Republicans have criticized the bill for giving federal agencies too much power, saying it would lead to targeting Americans for their political beliefs.
The bill “adds bureaucracy and adds bureaucracy to existing law enforcement resources, while completely ignoring new and evolving terrorist threats,” said Chip Roy, R-Texas.
Democrats objected that the measure did not create new crimes, investigative powers or penalties, but simply provided additional resources to allow agencies to investigate violations of existing laws.

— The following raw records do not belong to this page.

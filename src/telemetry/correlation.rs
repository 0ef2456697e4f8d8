//! Correlation engine — joins agent decisions to the tool calls they produced.
//!
//! A call belongs to a decision when it shares the decision's agent and
//! session and its timestamp lies strictly within the window on either side
//! of the decision timestamp. Each decision with at least one related call
//! yields one [`CorrelationMetric`].

use chrono::{DateTime, Utc};
use serde::Serialize;
use tracing::{debug, warn};

use crate::config::schema::CorrelationConfig;
use crate::store::{StoreError, TelemetryStore};
use crate::telemetry::model::{AgentDecision, CorrelationMetric, PatternType, ToolCall};

/// Default join window: one minute either side of the decision.
pub const DEFAULT_WINDOW_MS: i64 = 60_000;

/// Compute correlations for every decision that has related calls.
///
/// `computed_at` stamps each emitted record. Decisions without related calls
/// are skipped, so the output never holds more records than `decisions`.
pub fn correlate(
    decisions: &[AgentDecision],
    calls: &[ToolCall],
    window_ms: i64,
    computed_at: DateTime<Utc>,
) -> Vec<CorrelationMetric> {
    decisions
        .iter()
        .filter_map(|decision| correlate_one(decision, calls, window_ms, computed_at))
        .collect()
}

/// Correlate a single decision. `None` when no call falls inside the window.
pub fn correlate_one(
    decision: &AgentDecision,
    calls: &[ToolCall],
    window_ms: i64,
    computed_at: DateTime<Utc>,
) -> Option<CorrelationMetric> {
    let related = related_calls(decision, calls, window_ms);
    if related.is_empty() {
        return None;
    }

    let count = related.len() as f64;
    let avg_latency = related.iter().map(|c| c.latency()).sum::<f64>() / count;
    let successes = related.iter().filter(|c| c.is_success()).count() as f64;
    let success_rate = successes / count;

    Some(CorrelationMetric {
        agent_id: decision.agent_id.clone(),
        session_id: decision.session_id.clone(),
        decision_id: decision.id.clone(),
        tool_call_ids: related.iter().map(|c| c.id.clone()).collect(),
        correlation_strength: decision.confidence_score * success_rate,
        success_rate,
        avg_latency,
        pattern_type: PatternType::for_call_count(related.len()),
        timestamp: computed_at,
    })
}

/// Calls in the same agent/session within `window_ms` of the decision.
///
/// The bound is strict: a call exactly `window_ms` away is excluded.
pub fn related_calls<'a>(
    decision: &AgentDecision,
    calls: &'a [ToolCall],
    window_ms: i64,
) -> Vec<&'a ToolCall> {
    calls
        .iter()
        .filter(|c| c.agent_id == decision.agent_id && c.session_id == decision.session_id)
        .filter(|c| {
            let offset = (c.timestamp - decision.timestamp).num_milliseconds();
            offset.abs() < window_ms
        })
        .collect()
}

// ---------------------------------------------------------------------------
// Persistence
// ---------------------------------------------------------------------------

/// How derived records are written back to the store.
#[derive(Debug, Clone, Copy, PartialEq, Eq)]
pub enum WriteMode {
    /// Replace any earlier correlation for the same decision.
    Upsert,
    /// Always add a new record, even if one exists for the decision.
    Append,
}

impl WriteMode {
    pub fn from_dedupe(dedupe: bool) -> Self {
        if dedupe { Self::Upsert } else { Self::Append }
    }
}

/// Outcome of a persistence pass.
#[derive(Debug, Clone, Copy, Default, PartialEq, Eq, Serialize)]
pub struct PersistReport {
    pub written: usize,
    pub failed: usize,
}

/// Write each correlation through the store.
///
/// Writes are independent: a failed write is logged and counted, and the
/// remaining correlations are still written. Nothing is retried or rolled back.
/// Upserts go to the store as one batch.
pub fn persist_correlations(
    store: &dyn TelemetryStore,
    correlations: &[CorrelationMetric],
    mode: WriteMode,
) -> PersistReport {
    let mut report = PersistReport::default();
    if correlations.is_empty() {
        return report;
    }

    match mode {
        WriteMode::Upsert => match store.upsert_correlations(correlations) {
            Ok(results) => {
                for (correlation, result) in correlations.iter().zip(results) {
                    report.record(correlation, result);
                }
            }
            Err(e) => {
                warn!(
                    count = correlations.len(),
                    error = %e,
                    "failed to save correlation batch"
                );
                report.failed += correlations.len();
            }
        },
        WriteMode::Append => {
            for correlation in correlations {
                report.record(correlation, store.append_correlation(correlation));
            }
        }
    }

    debug!(
        written = report.written,
        failed = report.failed,
        "correlation pass persisted"
    );
    report
}

impl PersistReport {
    fn record(&mut self, correlation: &CorrelationMetric, result: Result<(), StoreError>) {
        match result {
            Ok(()) => self.written += 1,
            Err(e) => {
                warn!(
                    decision_id = %correlation.decision_id,
                    error = %e,
                    "failed to save correlation"
                );
                self.failed += 1;
            }
        }
    }
}

// ---------------------------------------------------------------------------
// Full pass
// ---------------------------------------------------------------------------

/// Result of reading, correlating, and persisting in one go.
#[derive(Debug, Clone, Serialize)]
pub struct CorrelationPass {
    pub correlations: Vec<CorrelationMetric>,
    pub report: PersistReport,
}

/// Re-read calls and decisions, recompute every correlation, and write them back.
///
/// Only the initial reads can fail; individual write failures end up in the
/// report. With `dry_run` nothing is written.
pub fn run_pass(
    store: &dyn TelemetryStore,
    config: &CorrelationConfig,
    read_limit: usize,
    dry_run: bool,
) -> Result<CorrelationPass, StoreError> {
    let calls = store.load_calls(read_limit)?;
    let decisions = store.load_decisions(read_limit)?;
    let correlations = correlate(&decisions, &calls, config.window_ms, Utc::now());

    let report = if dry_run {
        PersistReport::default()
    } else {
        persist_correlations(store, &correlations, WriteMode::from_dedupe(config.dedupe))
    };

    Ok(CorrelationPass {
        correlations,
        report,
    })
}

// ---------------------------------------------------------------------------
// Tests
// ---------------------------------------------------------------------------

“The passage of the Domestic Terrorism Prevention Act sends a message that we support federal law enforcement, support the American community, and oppose domestic terrorism,” said Brad Schneider, D-Ill., Who drafted the bill. “The American people deserve to feel protected in their schools, in their supermarkets, in their churches, synagogues, temples and mosques.”
The Biden administration last year rolled its National Counter-Terrorism Strategy, which allocates funds to DHS and the judiciary to hire lawyers, officials and counter-terrorism agents. It seeks to strengthen interdepartmental co-operation, label more local groups as terrorist organizations, and better identify federal officials in order to eradicate government extremists. He also supported the Center for Prevention Programs and Partnerships within the DHS last year to help local jurisdictions prevent radicalization and acts of internal terrorism.
The White House said it hoped to implement the new bill to step up efforts to combat domestic terrorism while maintaining constitutional protection. He noted that the agencies are in the midst of implementing the president’s national strategy, but stressed that the FBI has highlighted the growing threat of domestic terrorism. The White House also promised to work with Congress to ensure that the interagency working group examined “all relevant federal agencies” in its investigation to “ensure that federal officials deserve their positions of trust.”
Several progressive members of the House initially opposed the legislation, which prompted the House leadership to postpone the vote on the bill a few weeks ago. Lawmakers said changes in the language of the law have allayed concerns about law enforcement that violates civil rights or targets certain groups.
The bill is now heading to the Senate, where Sen. Dick Durbin, D-Ill., Has said he will introduce accompanying legislation. However, he faces a steep climb, as at least 10 Republican votes will be needed to secure the passage.